The door to our temporary quarters slid open, and Darius appeared seconds later at the entrance to the small bedroom. Soon to be his bedroom. Solo. I’d already made arrangements to sleep elsewhere tonight. My own room. This ship had hundreds.
“I need to speak to you.”
“Really? Now you want to talk?” I looked down at the fantasy man on the cover of the novel I held and shook my head. “No. I don’t want to talk to you.”
“You aren’t going on that mission, Lily. I forbid it.”
What. The. Fuck?
“You forbid it?” I heard the high, lilting quality of my voice and made no attempt to adjust. I was pretty sure Darius had no idea what that tone meant. He was about to find out.
“It’s too dangerous.”
“Is it?” I pulled the sleeve that had been partially covering the comm unit on my wrist and looked at the message I’d received from General Romulus not five minutes ago, verifying that the meeting details for tomorrow’s mission launch were still there. That I hadn’t imagined it.
“Tell General Romulus you changed your mind. I will take your place.”
I stood slowly, holding the Grace Goodwin book, the total goddamn lie, and walked to a disposal unit that would send the paper to recycling. Dropped the story inside. Closed it. “I’m going. My flight simulation scores were higher than yours. I have a better chance of reaching that cruiser alive, and you know it. Besides, Queen Raya tried to kill me with a rockslide. Not you.”
“I can’t let you do this, Lily.”
“No?” I picked up the book I’d thrown on the floor and walked to the disposal unit. Threw the second book inside. Bye-bye, beast. “Can’t? Really? Like you can’t tell me the truth. Like you didn’t tell me you had a brother die? Your second-tier bonded fighting partner? Tycho?”
“There was never a good time.” He had the good sense to look ashamed of himself.
“Uh-huh.” I walked to the small seating area outside the bedroom and marveled that even here, on a battleship, in outer space, the Starfighter quarters were much nicer than anything I’d ever seen in a movie, at least on a naval ship of any kind.

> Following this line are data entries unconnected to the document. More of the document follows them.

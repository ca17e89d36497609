//! Maps a connection configuration onto its concrete dialect adapter.

use tracing::debug;

use crate::db::adapters::{
    AnyAdapter, MySqlAdapter, OracleAdapter, PostgresAdapter, SqlServerAdapter,
};
use crate::error::DbResult;
use crate::models::{ConnectionConfig, DatabaseType};

/// Validate `config`, connect to the server it describes, and wrap the
/// connection in the matching dialect adapter.
pub async fn connect(config: &ConnectionConfig) -> DbResult<AnyAdapter> {
    config.validate()?;
    debug!(
        connection_id = %config.id,
        dialect = %config.dialect,
        host = %config.host,
        "Building adapter"
    );
    let adapter = match config.dialect {
        DatabaseType::MySql => AnyAdapter::MySql(MySqlAdapter::connect(config).await?),
        DatabaseType::Postgres => AnyAdapter::Postgres(PostgresAdapter::connect(config).await?),
        DatabaseType::SqlServer => AnyAdapter::SqlServer(SqlServerAdapter::connect(config).await?),
        DatabaseType::Oracle => AnyAdapter::Oracle(OracleAdapter::connect(config).await?),
    };
    Ok(adapter)
}

/// The closed set of dialects this crate can connect to.
pub fn supported_dialects() -> &'static [DatabaseType] {
    &DatabaseType::ALL
}

/// Whether `tag` names a supported dialect (aliases included).
pub fn is_supported(tag: &str) -> bool {
    tag.parse::<DatabaseType>().is_ok()
}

“Lily, are you listening to me?”
“Totally. Please, keep talking.” I took a seat on the small sofa-style bench, lifted the water I’d been drinking earlier from a small table, and finished it off.
“Lily…” He paused, ran his fingers through his hair, that gorgeous, soft hair I’d been tugging on just hours ago, as if he suddenly didn’t know what to say.
“No, Darius. Go ahead. Tell me why you humiliated me in front of three generals, every Starfighter on this ship, and my friends. Tell me how dangerous this mission is. How worried you are about me. How weak and unskilled and incapable I am. Go ahead. I’ve heard it all before.”
“Stop. I didn’t say any of those things.”
“Didn’t you?” I set the now-empty water jug down slowly. Deliberately. My tone was detached. Calm. My mother had trained me well. “I’m going on this mission, and then I’m going home. I’m sure you’ll be able to find a new partner in no time, now that you’re back in an Elite Starfighter uniform.”
My eyes were burning. Tears. No. No. No. I blinked them away and took a deep breath to clear my head. “I’ve already made arrangements to stay elsewhere tonight. We’re finished. Done. You don’t owe me anything.”
I stood and walked the three steps to the door.
Don’t look back.
Don’t look back.
I did, to see Darius’s pale face. Round eyes. He looked shocked. Unsure. I almost felt sorry for him. Almost.
“I’m sorry about your brother.”
Darius still hadn’t moved when I exited the small room, the door sliding closed on a past that was too painful to dwell on. I had a mission to complete, a planet to save.
I was a goddamn Elite Starfighter Titan, not a sappy schoolgirl.
To hell with external validation. With needing approval from other people. I had completed the training program. I’d been chosen. Mia and Jamie were friends I’d chosen, friends who respected me and treated me well. Supported me and my decisions.
I was done giving others so much power over me, my emotions, my confidence.